Better late than never. On Friday, the U.S. State Department released its annual report on international religious freedom. It's almost two months late. The good news is that North Korea has been added to the list of "countries of particular concern," or the world's worst violators of religious freedom. The list already included Burma, China, Iran, Iraq, and Sudan, as well as Afghanistan's Taliban regime (which the State Dept. doesn't recognize as a legitimate government).
The bad news is that the State Department didn't accept the recommendations of the U.S. Commission on International Religious Freedom (USCIRF) to add Laos, Saudi Arabia, and Turkmenistan to the list.
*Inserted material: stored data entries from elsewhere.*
use std::{
    collections::HashSet,
    net::SocketAddr,
    sync::{Arc, Weak},
    time::Instant,
};

use arc_swap::ArcSwap;
use log::{debug, info, trace, warn};
use url::Url;

use meshlink_shared::{
    AuthRequest, AuthedResponse, DeauthedResponse, Envelope, HostType, LinkKeyGenerator,
    UnlinkRequest, UnlinkedResponse, Uri, Value,
};

use crate::{
    backlog::Backlog,
    connection::connection_state::AtomicConnectionState,
    registry::{DownlinkRegistry, UplinkRegistry},
    Admission, AuthGate, Authentication, Authenticator, ClockScheduler, CloseFrame,
    ConnectionState, Frame, HostMetrics, HostProfile, HubConfig, HubError, Identity, LaneError,
    LaneRuntime, LinkError, LinkContext, MetricsSink, PolicyGate, PullRequest, ReconnectBackoff,
    RemoteDownlink, RemoteUplink, Transport, TransportError, UriResolver,
};

/// Multiplexes every link between this host and one peer over a single
/// transport connection.
///
/// Inbound envelopes enter through `did_read` and are routed to the links
/// they address. Links queue their outbound envelopes and feed the
/// transport, which pulls them one at a time.
pub struct RemoteLinkHub {
    me: Weak<RemoteLinkHub>,
    host_type: HostType,
    host_uri: Url,
    /// `host_uri` with the negotiated peer address; the resolver's base
    remote_uri: ArcSwap<Url>,
    config: HubConfig,
    transport: Arc<dyn Transport>,
    runtime: Arc<dyn LaneRuntime>,
    scheduler: Option<Arc<dyn ClockScheduler>>,
    metrics_sink: Option<Arc<dyn MetricsSink>>,
    auth: AuthGate,
    state: AtomicConnectionState,
    backoff: ReconnectBackoff,
    resolver: UriResolver,
    downlinks: DownlinkRegistry,
    uplinks: UplinkRegistry,
    link_keys: LinkKeyGenerator,
    backlog: Backlog,
    metrics: HostMetrics,
}
use crossterm::event::{self, DisableMouseCapture, EnableMouseCapture};
use crossterm::terminal::{
    disable_raw_mode, enable_raw_mode, EnterAlternateScreen, LeaveAlternateScreen,
};
use crossterm::ExecutableCommand;
use flappy::build_info;
use flappy::cli::{self, Command, Options, USAGE};
use flappy::core::LOG_FILTER_ENV;
use flappy::error::Result;
use flappy::input::{map_event, GameInput};
use flappy::ui::{draw_ui, TerminalFrontend};
use flappy::{FrameClock, FrameRequest, GameConfig, GameSession};
use log::info;
use rand::rngs::StdRng;
use rand::SeedableRng;
use ratatui::{backend::CrosstermBackend, Terminal};
use std::fs::File;
use std::io::{self, Stdout};
use std::path::Path;
use std::time::{Duration, Instant};

/// Input poll timeout while no frame is scheduled.
const IDLE_POLL: Duration = Duration::from_millis(50);

fn main() {
    if let Err(e) = run() {
        eprintln!("{}", e);
        std::process::exit(1);
    }
}

fn run() -> Result<()> {
    match cli::parse_args(std::env::args().skip(1))? {
        Command::Version => println!("{}", build_info::version_line()),
        Command::Help => println!("{}", USAGE),
        Command::DumpConfig(options) => {
            let config = load_config(&options)?;
            print!("{}", config.to_toml()?);
        }
        Command::Play(options) => {
            if let Some(path) = &options.log_file {
                init_logging(path)?;
            }
            let config = load_config(&options)?;
            let rng = match options.seed {
                Some(seed) => StdRng::seed_from_u64(seed),
                None => StdRng::from_entropy(),
            };
            play(config, rng)?;
            println!("Thanks for flying!");
        }
    }
    Ok(())
}

fn load_config(options: &Options) -> Result<GameConfig> {
    match &options.config {
        Some(path) => Ok(GameConfig::load(path)?),
        None => Ok(GameConfig::default()),
    }
}

/// Log to a file; stderr would scribble over the alternate screen.
fn init_logging(path: &Path) -> Result<()> {
    let file = File::create(path)?;
    env_logger::Builder::from_env(env_logger::Env::default().filter_or(LOG_FILTER_ENV, "info"))
        .target(env_logger::Target::Pipe(Box::new(file)))
        .init();
    Ok(())
}

fn play(config: GameConfig, rng: StdRng) -> Result<()> {
    enable_raw_mode()?;
    let mut stdout = io::stdout();
    stdout.execute(EnterAlternateScreen)?;
    stdout.execute(EnableMouseCapture)?;
    let backend = CrosstermBackend::new(stdout);
    let mut terminal = Terminal::new(backend)?;

    let result = game_loop(&mut terminal, config, rng);

    // Restore the terminal even when the loop failed
    disable_raw_mode()?;
    terminal.backend_mut().execute(DisableMouseCapture)?;
    terminal.backend_mut().execute(LeaveAlternateScreen)?;
    terminal.show_cursor()?;

    result
}

fn game_loop(
    terminal: &mut Terminal<CrosstermBackend<Stdout>>,
    config: GameConfig,
    mut rng: StdRng,
) -> Result<()> {
    let mut clock = FrameClock::new(&config.timing);
    let mut session = GameSession::new(config);
    let mut ui = TerminalFrontend::new();
    session.present(&mut ui);
    info!("ready");

    loop {
        terminal.draw(|frame| draw_ui(frame, &ui, &session))?;

        let timeout = clock.poll_timeout(Instant::now(), IDLE_POLL);
        if event::poll(timeout)? {
            match map_event(&event::read()?) {
                Some(GameInput::Action) => {
                    if session.action(&mut ui) {
                        clock.start(Instant::now());
                    }
                }
                Some(GameInput::Reset) => session.reset_game(&mut ui),
                Some(GameInput::Quit) => break,
                None => {}
            }
        }

        for _ in 0..clock.due_frames(Instant::now()) {
            if session.frame(&mut rng, &mut ui) == FrameRequest::Halt {
                clock.stop();
                break;
            }
        }
    }

    info!("quit with score {}", session.score());
    Ok(())
}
These countries are still criticized: "Freedom of religion does not exist in Saudi Arabia," the report says. But, explained State Department spokesman Richard Boucher in a Friday press briefing (full text | audio), "Given that there has been no change, no significant change one way or the other in the situation regarding religious freedom in Saudi Arabia, one would not expect the designation to change." Remember, however, that the USCIRF pushed for "countries of particular concern" status for all of these countries last year, too. And the State Department report even notes that this year religious freedom deteriorated even further in Turkmenistan and Laos. Boucher's only explanation is, "We didn't feel that they met the standard to be designated this year."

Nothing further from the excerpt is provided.